As one salve in our medicine cabinet of good ideas, these vest-pocket urban parks and wildlife corridors have deep roots around the world, from nest boxes for storks in Romania, Switzerland, Poland, Germany, Spain, and other havens along their well-flapped migration routes to species-rich Central Park in the heart of New York City, London’s eight city parks (in several of which deer roam), the temperate rainforest of Vancouver’s Stanley Park, Moscow’s Losiny Ostrov (“Moose Island”) National Park, Sanjay Gandhi National Park in Mumbai, sod roofs and greenways from Germany to the Faroe Islands, St. Luke’s Hospital rooftop garden in Tokyo, mandatory rooftop gardens in Copenhagen (and proposed in Toronto). A surprising jumble of native species thrives in and around heavily planted Rio de Janeiro, Istanbul, Cape Town, Stockholm, and Chicago, which have become biodiversity hotspots. Then there’s Singapore’s big, blooming, downtown Gardens by the Bay, enriching city life with more than 240,000 rare plants, flowers, and trees in domes that rise sixteen stories over the city. Including a cloud forest and aerial walkways, the gardens collect rainwater, generate solar electricity, and bathe the air. Opening on June 29, 2012, they drew 70,000 nature-hungry visitors during the first two days.

Although these new city oases won’t work for all species, or for all communities, the trend for rewilding our cities is growing. It’s positive, it enlightens, it’s widespread, and it helps. We need to retrofit and reimagine cities as planet-friendly citadels. They’re our hives and reefs. Sea mussels aren’t the only animals living in individual shells that are glued together.

A Green Man in a Green Shade

As a child, Patrick Blanc loved going to the doctor’s office. A six-foot-long aquarium in the waiting room tickled his eyes with colorful tropical fish and plush green plants that swayed in the current and beckoned like hands. To an urban boy growing up in the Parisian suburbs, it offered a glimpse of paradise. When he put his ear to the small box attached to the aquarium, he heard the bubbling of water through tubes and the filter’s hum. The hydraulics and engineering intrigued him as much as the fish, and before long he designed his own small aquarium at home. For a spell, he also adopted coral-beaked waxbills, setting them free on Thursday and Sunday mornings to fly around the apartment.
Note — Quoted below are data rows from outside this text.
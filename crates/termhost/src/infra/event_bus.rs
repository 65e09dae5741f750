//! Channel fan-out for session events.

use std::collections::HashMap;
use std::sync::Mutex;
use std::sync::atomic::AtomicU64;
use std::sync::atomic::Ordering;

use termhost_common::mutex_lock_or_recover;
use tokio::sync::mpsc;
use tracing::trace;

use crate::domain::IoEvent;
use crate::domain::SessionId;
use crate::usecases::ports::EventSink;

pub type EventReceiver = mpsc::UnboundedReceiver<IoEvent>;
type EventSender = mpsc::UnboundedSender<IoEvent>;

#[derive(Default)]
struct Subscribers {
    by_session: HashMap<SessionId, Vec<EventSender>>,
    all: Vec<EventSender>,
}

/// Delivers every event to the subscribers of its session and to the
/// all-sessions subscribers. Receivers that were dropped are pruned on the
/// next emit.
#[derive(Default)]
pub struct IoEventBus {
    subscribers: Mutex<Subscribers>,
    emitted: AtomicU64,
    undelivered: AtomicU64,
}

impl IoEventBus {
    pub fn new() -> Self {
        Self::default()
    }

    pub fn subscribe(&self, session_id: SessionId) -> EventReceiver {
        let (tx, rx) = mpsc::unbounded_channel();
        mutex_lock_or_recover(&self.subscribers)
            .by_session
            .entry(session_id)
            .or_default()
            .push(tx);
        rx
    }

    pub fn subscribe_all(&self) -> EventReceiver {
        let (tx, rx) = mpsc::unbounded_channel();
        mutex_lock_or_recover(&self.subscribers).all.push(tx);
        rx
    }

    /// Drops every per-session subscriber of `session_id`; their receivers
    /// see the channel close.
    pub fn unsubscribe_session(&self, session_id: SessionId) {
        mutex_lock_or_recover(&self.subscribers)
            .by_session
            .remove(&session_id);
    }

    pub fn subscriber_count(&self) -> usize {
        let subscribers = mutex_lock_or_recover(&self.subscribers);
        subscribers.all.len() + subscribers.by_session.values().map(Vec::len).sum::<usize>()
    }

    pub fn emitted(&self) -> u64 {
        self.emitted.load(Ordering::Relaxed)
    }

    /// Events nobody was subscribed to.
    pub fn undelivered(&self) -> u64 {
        self.undelivered.load(Ordering::Relaxed)
    }
}

fn send_and_prune(senders: &mut Vec<EventSender>, event: &IoEvent) -> usize {
    senders.retain(|tx| tx.send(event.clone()).is_ok());
    senders.len()
}

impl EventSink for IoEventBus {
    fn emit(&self, event: IoEvent) {
        self.emitted.fetch_add(1, Ordering::Relaxed);
        let session_id = event.session_id();
        let mut subscribers = mutex_lock_or_recover(&self.subscribers);

        let mut delivered = send_and_prune(&mut subscribers.all, &event);
        if let Some(senders) = subscribers.by_session.get_mut(&session_id) {
            delivered += send_and_prune(senders, &event);
            if senders.is_empty() {
                subscribers.by_session.remove(&session_id);
            }
        }

        if delivered == 0 {
            self.undelivered.fetch_add(1, Ordering::Relaxed);
            trace!(session = %session_id, kind = event.kind(), "Event had no subscribers");
        }
    }
}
As he entered adolescence, his nomadic curiosity drifted from aquariums and birds to aquatic plants, and then, at fifteen, he leapt above the waves to the world’s moist shaded zones, the mysterious understory of tropical forests. A college trip to the rainforests of Thailand and Malaysia brought the revelation that “plants could sprout at any height, not merely from the ground.”

Now a bounty of planted walls refreshing cities around the world owe their design or inspiration to Blanc’s eco-pageants, and lure birds, butterflies, and hummingbirds while they mutate with the seasons.

One of Blanc’s personal favorites, a green city icon, is the magnificent Quai Branly Museum in Paris, which opened in 2006 and was greeted by many as a botanical epiphany. Multitextured meadows climb the thirteen-thousand-square-foot facade of the building, more than half of which is alive. The rest is windows, creating a giant plaid of thick-leafed, mossy, breathing wall, touchably soft, rich with scent, atwitch with birds.

Cloaking the facade in great variety to reflect the cultural diversity of the world’s artists, Blanc chose a pastiche of species from temperate zones in North America, Europe, South America, Asia, and Africa. He would have included Oceania, but tropical plants can’t survive the Paris winters, and the facade—which is part botanical tapestry, part hidden lagoon, and entirely soil-free—is intended to endure for many years, filling the senses of Parisians, and building a 40-foot-tall, 650-foot-wide ecosystem amid the hard premises of city life, while also helping to purify the air and eliminate carbon dioxide. In warm weather, flowers bloom, butterflies nectar, and birds perch and nest in the dense thickets. One half-expects to find miniature deer browsing on its mossy hillocks. The museum director plans on adding frogs and tree lizards. Because our horizontal indoor life can flatten the mind, some of the administrative offices also have smaller vertical gardens, which are visible through the windows, blurring the line between outside and inside even more.